To answer these questions, we did an almost similar test on an all-flash cluster (see the appendix to this post for a detailed hardware configuration) and witnessed that Ceph BlueStore on all-flash cluster delivered significant lower latencies compared to Ceph BlueStore on HDDs. For 70/30 read/write database workloads, Ceph BlueStore on all-flash cluster delivered up to ~46x lower average and upto ~216x lower 99th percentile tail latency as graph 18 shows. 

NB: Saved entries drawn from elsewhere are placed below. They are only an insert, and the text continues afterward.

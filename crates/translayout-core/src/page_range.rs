//! Page range parsing.
//!
//! Turns a human-friendly expression like `"1-3,7,10-12"` into sorted,
//! deduplicated 0-based page indices clamped to the document bounds.
//! Malformed tokens are skipped with a warning rather than aborting the
//! whole expression.

use std::collections::BTreeSet;

use tracing::warn;

/// Parse a page range expression into 0-based page indices.
///
/// Accepted forms, all 1-based at this boundary:
/// - `""` or `"all"` (case-insensitive): every page
/// - `"5"`: a single page
/// - `"1-10"`: an inclusive range, endpoints clamped to the document
/// - comma-separated combinations of the above
pub fn parse_page_range(expression: &str, total_pages: usize) -> Vec<usize> {
    let trimmed = expression.trim();
    if trimmed.is_empty() || trimmed.eq_ignore_ascii_case("all") {
        return (0..total_pages).collect();
    }

    let compact: String = expression.chars().filter(|c| !c.is_whitespace()).collect();

    let mut pages = BTreeSet::new();
    for part in compact.split(',') {
        if part.contains('-') {
            parse_range_part(part, total_pages, &mut pages);
        } else {
            parse_single_part(part, total_pages, &mut pages);
        }
    }

    pages.into_iter().collect()
}

/// Parse a `start-end` token, clamping endpoints into `[1, total_pages]`.
fn parse_range_part(part: &str, total_pages: usize, pages: &mut BTreeSet<usize>) {
    let parsed = part.split_once('-').and_then(|(start_str, end_str)| {
        let start: usize = start_str.parse().ok()?;
        let end: usize = end_str.parse().ok()?;
        Some((start, end))
    });

    let Some((start, end)) = parsed else {
        warn!("Invalid range '{part}', skipping");
        return;
    };

    let start = start.max(1);
    let end = end.min(total_pages);
    for p in start..=end {
        pages.insert(p - 1);
    }
}

/// Parse a single 1-based page number; out-of-bounds values contribute nothing.
fn parse_single_part(part: &str, total_pages: usize, pages: &mut BTreeSet<usize>) {
    match part.parse::<usize>() {
        Ok(p) if (1..=total_pages).contains(&p) => {
            pages.insert(p - 1);
        }
        Ok(_) => {}
        Err(_) => {
            warn!("Invalid page '{part}', skipping");
        }
    }
}

#[cfg(test)]
#[allow(clippy::unwrap_used)]
mod tests {
    use super::*;

    #[test]
    fn test_all_and_empty_select_everything() {
        let every: Vec<usize> = (0..10).collect();
        assert_eq!(parse_page_range("all", 10), every);
        assert_eq!(parse_page_range("ALL", 10), every);
        assert_eq!(parse_page_range("", 10), every);
        assert_eq!(parse_page_range("  ", 10), every);
    }

    #[test]
    fn test_single_page() {
        assert_eq!(parse_page_range("5", 10), vec![4]);
    }

    #[test]
    fn test_simple_range() {
        assert_eq!(parse_page_range("1-3", 10), vec![0, 1, 2]);
    }

    #[test]
    fn test_combined_expression() {
        assert_eq!(parse_page_range("1-3,7,9-10", 10), vec![0, 1, 2, 6, 8, 9]);
    }

    #[test]
    fn test_invalid_token_is_skipped() {
        assert_eq!(parse_page_range("1,abc,3", 10), vec![0, 2]);
    }

    #[test]
    fn test_malformed_range_is_skipped() {
        assert_eq!(parse_page_range("1-2-3,5", 10), vec![4]);
        assert_eq!(parse_page_range("x-3", 10), Vec::<usize>::new());
    }

    #[test]
    fn test_range_endpoints_are_clamped() {
        // Start below 1 and end beyond the document are pulled into bounds
        assert_eq!(parse_page_range("0-3", 10), vec![0, 1, 2]);
        assert_eq!(parse_page_range("8-99", 10), vec![7, 8, 9]);
    }

    #[test]
    fn test_empty_clamped_range_contributes_nothing() {
        assert_eq!(parse_page_range("20-30", 10), Vec::<usize>::new());
    }

    #[test]
    fn test_out_of_bounds_single_pages() {
        assert_eq!(parse_page_range("0", 10), Vec::<usize>::new());
        assert_eq!(parse_page_range("11", 10), Vec::<usize>::new());
    }

    #[test]
    fn test_duplicates_are_merged() {
        assert_eq!(parse_page_range("1,1,1-2,2", 10), vec![0, 1]);
    }

    #[test]
    fn test_whitespace_inside_expression() {
        assert_eq!(parse_page_range("1 - 3, 5", 10), vec![0, 1, 2, 4]);
    }

    #[test]
    fn test_zero_page_document() {
        assert_eq!(parse_page_range("all", 0), Vec::<usize>::new());
        assert_eq!(parse_page_range("1-5", 0), Vec::<usize>::new());
    }

    #[test]
    fn test_output_is_sorted_subset() {
        let result = parse_page_range("9,3,7-8,1", 10);
        assert_eq!(result, vec![0, 2, 6, 7, 8]);
        assert!(result.iter().all(|&p| p < 10));
    }
}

We acknowledge that graph 18 does not represent an apples-to-apples comparison, but this test was conducted to gain additional performance insights of running Ceph on all-flash cluster. This test showed that Ceph BlueStore backend can deliver lower average and tail latencies to database applications like MySQL, provided you supply Ceph adequate hardware.

Graph 18

Appendix

All-flash cluster configuration

Mix Media/HDD cluster configuration

Sub-system metrics

The Subsystem metrics captured during HCI BlueStore Write and Read test show spinning media is limited by high latencies for both write and read MySQL database workload. Media latency is inversely proportional to the application performance. The higher the latency on disk drives, the lower the TPS/QPS performance on the database.